BHAM: When did you decide to become a sister?

SD: Oh, I knew I wanted to be a sister from the time I was 4 or 6 years old. Trinitarians from Holy Trinity in Alabama were [the clergy] in my town, and I knew I wanted to do what they did but not join them.

When I was a junior in high school my mother suggested nursing. I had an aunt who is also my godmother; she was a nurse and was living in New Orleans, and so my family felt safe sending me to school there. But on the eight-hour bus ride I had a tremendous crisis of faith and thought, “God wants me to be a sister, and I’m learning to be a nurse.” But a good friend told me that if the call was really from God, it would be there when I graduated, and it was.

BHAM: What is the difference between a nun and a sister?

SD: Nuns take perpetual vows, and sisters take annual vows. I’ll renew my vows in a letter to my Sister Superior, and then I’ll publicly renew my vows at a Mass on March 25, 2010.

BHAM: So in theory a sister could say at some point during the year that her work as a sister is done?

SD: That’s right. She could say, “I’m not being called to do this anymore.”

BHAM: Tell me about your order, the Daughters of Charity.

SD: Well, it was cofounded by St. Vincent de Paul, a [17th-century] French peasant who became a priest and saw that the people in his community were not serving the sick with love, and so he founded the Ladies of Charity. He asked St. Louise de Marillac, to go around the area and visit charities to see how they were doing. St. Louise also sheltered some young girls in her home during the Plague, and those young girls were called the Daughters of Charity. Today our commitment to the poor has not changed. There has been lots of debate over what “poor” means, but one thing we still say in our vows is that we are “servants of the sick poor.”

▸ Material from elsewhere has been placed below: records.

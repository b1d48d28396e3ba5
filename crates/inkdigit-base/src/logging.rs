use log::{LevelFilter, Log, Metadata, Record};
use std::fs::{self, File, OpenOptions};
use std::io::Write;
use std::path::PathBuf;
use std::str::FromStr;
use std::sync::Mutex;
use std::time::{SystemTime, UNIX_EPOCH};

/// Environment variable that overrides the default max level (e.g. `warn`).
pub const LOG_LEVEL_ENV: &str = "INKDIGIT_LOG";

/// Writes log lines to stdout.
pub struct StdoutLogger;

/// Writes log lines to `<dir>/<YYYY-MM-DD>.log`, opening a new file when the day changes.
pub struct FileLogger {
    state: Mutex<FileLoggerState>,
}

struct FileLoggerState {
    dir: PathBuf,
    current_date: String,
    file: File,
}

impl FileLogger {
    pub fn new(dir: impl Into<PathBuf>) -> std::io::Result<Self> {
        let dir = dir.into();
        fs::create_dir_all(&dir)?;

        let current_date = format_today();
        let file = open_day_file(&dir, &current_date)?;

        Ok(FileLogger {
            state: Mutex::new(FileLoggerState {
                dir,
                current_date,
                file,
            }),
        })
    }
}

fn open_day_file(dir: &PathBuf, date: &str) -> std::io::Result<File> {
    OpenOptions::new()
        .create(true)
        .append(true)
        .open(dir.join(format!("{date}.log")))
}

fn format_record(record: &Record) -> String {
    format!(
        "{} [{}] [thread:{:?}] {}:{} - {}",
        format_timestamp(),
        record.level(),
        std::thread::current().id(),
        record.file().unwrap_or("unknown"),
        record.line().unwrap_or(0),
        record.args()
    )
}

impl Log for StdoutLogger {
    fn enabled(&self, metadata: &Metadata) -> bool {
        metadata.level() <= log::max_level()
    }

    fn log(&self, record: &Record) {
        if self.enabled(record.metadata()) {
            println!("{}", format_record(record));
        }
    }

    fn flush(&self) {
        std::io::stdout().flush().ok();
    }
}

impl Log for FileLogger {
    fn enabled(&self, metadata: &Metadata) -> bool {
        metadata.level() <= log::max_level()
    }

    fn log(&self, record: &Record) {
        if !self.enabled(record.metadata()) {
            return;
        }

        let mut state = self.state.lock().unwrap_or_else(|e| e.into_inner());

        let today = format_today();
        if today != state.current_date {
            match open_day_file(&state.dir, &today) {
                Ok(file) => {
                    state.file = file;
                    state.current_date = today;
                }
                // keep writing to the previous day's file
                Err(e) => eprintln!("failed to roll log file over to {today}: {e}"),
            }
        }

        let line = format_record(record);
        if let Err(e) = writeln!(state.file, "{line}") {
            eprintln!("failed to write to log file: {e}");
            eprintln!("{line}");
        }
    }

    fn flush(&self) {
        let mut state = self.state.lock().unwrap_or_else(|e| e.into_inner());
        state.file.flush().ok();
    }
}

fn unix_seconds() -> u64 {
    SystemTime::now()
        .duration_since(UNIX_EPOCH)
        .map(|d| d.as_secs())
        .unwrap_or(0)
}

/// Current UTC time as `YYYY-MM-DDTHH:MM:SS`.
pub fn format_timestamp() -> String {
    let secs = unix_seconds();
    let (year, month, day) = civil_from_days((secs / 86400) as i64);
    let time_of_day = secs % 86400;

    format!(
        "{:04}-{:02}-{:02}T{:02}:{:02}:{:02}",
        year,
        month,
        day,
        time_of_day / 3600,
        (time_of_day % 3600) / 60,
        time_of_day % 60
    )
}

/// Current UTC date as `YYYY-MM-DD`.
pub fn format_today() -> String {
    let (year, month, day) = civil_from_days((unix_seconds() / 86400) as i64);
    format!("{:04}-{:02}-{:02}", year, month, day)
}

// Howard Hinnant's days-from-civil inverse (public domain).
fn civil_from_days(z: i64) -> (i64, u32, u32) {
    let z = z + 719468;
    let era = if z >= 0 { z } else { z - 146096 } / 146097;
    let doe = (z - era * 146097) as u32;
    let yoe = (doe - doe / 1460 + doe / 36524 - doe / 146096) / 365;
    let y = yoe as i64 + era * 400;
    let doy = doe - (365 * yoe + yoe / 4 - yoe / 100);
    let mp = (5 * doy + 2) / 153;
    let d = doy - (153 * mp + 2) / 5 + 1;
    let m = if mp < 10 { mp + 3 } else { mp - 9 };
    let y = if m <= 2 { y + 1 } else { y };
    (y, m, d)
}

/// Max level for the global logger.
///
/// `INKDIGIT_LOG` wins when it parses as a level filter; otherwise debug builds
/// log at Debug and release builds at Info.
pub fn default_level() -> LevelFilter {
    std::env::var(LOG_LEVEL_ENV)
        .ok()
        .and_then(|value| LevelFilter::from_str(value.trim()).ok())
        .unwrap_or(if cfg!(debug_assertions) {
            LevelFilter::Debug
        } else {
            LevelFilter::Info
        })
}

/// Install `StdoutLogger` as the global logger. Later calls are ignored.
pub fn init_stdout_logger() {
    static LOGGER: StdoutLogger = StdoutLogger;

    if log::set_logger(&LOGGER).is_ok() {
        log::set_max_level(default_level());
    }
}

/// Install a `FileLogger` writing into `dir` as the global logger. Later calls are ignored.
pub fn init_file_logger(dir: impl Into<PathBuf>) -> std::io::Result<()> {
    let logger = FileLogger::new(dir)?;

    // set_logger needs &'static; the logger lives for the rest of the process
    if log::set_logger(Box::leak(Box::new(logger))).is_ok() {
        log::set_max_level(default_level());
    }

    Ok(())
}

/// Log at Error level, flush stdout and exit with status 1.
#[macro_export]
macro_rules! log_fatal {
    ($($arg:tt)*) => {{
        $crate::log::error!($($arg)*);
        {
            use std::io::Write;
            let _ = std::io::stdout().flush();
        }
        std::process::exit(1);
    }};
}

BHAM: What do you do at St. Vincent’s?

SD: One of the things I do is called formation. Formation is what happened in your family as you grew up that makes you what you are. Formation is when you really have to change your heart, and it also means to be formed in a tradition, in my case the Vincentian tradition. Here at the hospital we have what’s called “Executive Formation” that we teach quarterly, and right now we’re talking about reverence, being reverent in the workplace. It’s a recognition that you are a child of God, and so I need to be reverent when I speak to and care for you. We talk a lot about spirituality in the workplace. What makes a place spiritual are the people there. So how to we take that to the nursing units? We want to make [the staff ] more aware of the spiritual dimension.

BHAM: I can imagine that even for a happy event like the birth of a child, most everyone comes here feeling some anxiety or fear about what is going to happen.

SD: Yes. I call that a “transcendental crisis.” That is what is happening when you come into this hospital. But to me that is an opportunity when God is knocking at our door, and we all respond in different ways. I often talk about bringing your “whole self” to work. Formation is also about bringing your whole self to work—body, mind and spirit. From the nurses to our CFO who pays the bills, however you do your job directly impacts the patient.